Created on 05-16-2016 08:39 PM - edited 08-18-2019 05:57 AM
Hi,
I would like to implement a MapReduce job to identify the top-N tweets from a large number of tweets presumably stored in HDFS. As you know a tweet can have multiple hashtags so this needs to be considered.
I am using the simple word count example pseudocode to get started as I am new to programming.
At a high level my Map stage reads all tweets in from HDFS and tokenises each tweet, placing a 1 beside each separate word in the tweet.
So the output from my Map would be the following key value pairs:
The 1, Quick 1, Brown 1, Fox 1, Jumps 1, Over 1, The 1, Lazy 1, Dog 1, #Lazy 1, #Dog 1
We then have the shuffle and sort phase which performs a count of the values from the pairs.

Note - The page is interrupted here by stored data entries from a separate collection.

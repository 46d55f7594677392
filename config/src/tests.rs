//! # Tests for Config Constants
//!
//! Unit tests verifying the relationships between tolerance constants
//! and the helper functions.

use crate::constants::*;

// =============================================================================
// PRECISION TESTS
// =============================================================================

#[test]
fn test_epsilon_is_positive() {
    assert!(EPSILON > 0.0, "EPSILON must be positive");
}

#[test]
fn test_distance_tolerance_larger_than_epsilon() {
    assert!(
        DISTANCE_TOLERANCE >= EPSILON,
        "DISTANCE_TOLERANCE should be >= EPSILON"
    );
}

#[test]
fn test_weld_epsilon_larger_than_epsilon() {
    assert!(
        VERTEX_WELD_EPSILON >= EPSILON,
        "VERTEX_WELD_EPSILON should be >= EPSILON"
    );
}

#[test]
fn test_area_epsilon_is_tiny() {
    assert!(AREA_EPSILON > 0.0);
    assert!(AREA_EPSILON < VERTEX_WELD_EPSILON);
}

// =============================================================================
// MATERIALIZATION TESTS
// =============================================================================

#[test]
fn test_seed_extent_dwarfs_weld_distance() {
    // The seed square must be far larger than anything welded together,
    // otherwise its corners would collapse.
    assert!(SEED_POLYGON_EXTENT > 1e6 * VERTEX_WELD_EPSILON);
}

// =============================================================================
// HELPER TESTS
// =============================================================================

#[test]
fn test_approx_equal() {
    assert!(approx_equal(2.0, 2.0 + 1e-12));
    assert!(!approx_equal(2.0, 2.001));
}

#[test]
fn test_approx_zero() {
    assert!(approx_zero(-1e-12));
    assert!(!approx_zero(1e-3));
}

The 2, Quick 1, Brown 1, Fox 1, Jumps 1, Over 1, Lazy 1, Dog 1, #Lazy 1, #Dog 1
Before I send my Maps to the Reducer how could I specify that I am only interested in strings beginning with a '#', can I drop strings that don't begin with '#' to speed up the algorithm?
From the sample pseudocode below, could I replace 'docid' with 'tweetid' since this is the unique identifier of the tweet and 'doc' with tweet to represent the content of the tweet?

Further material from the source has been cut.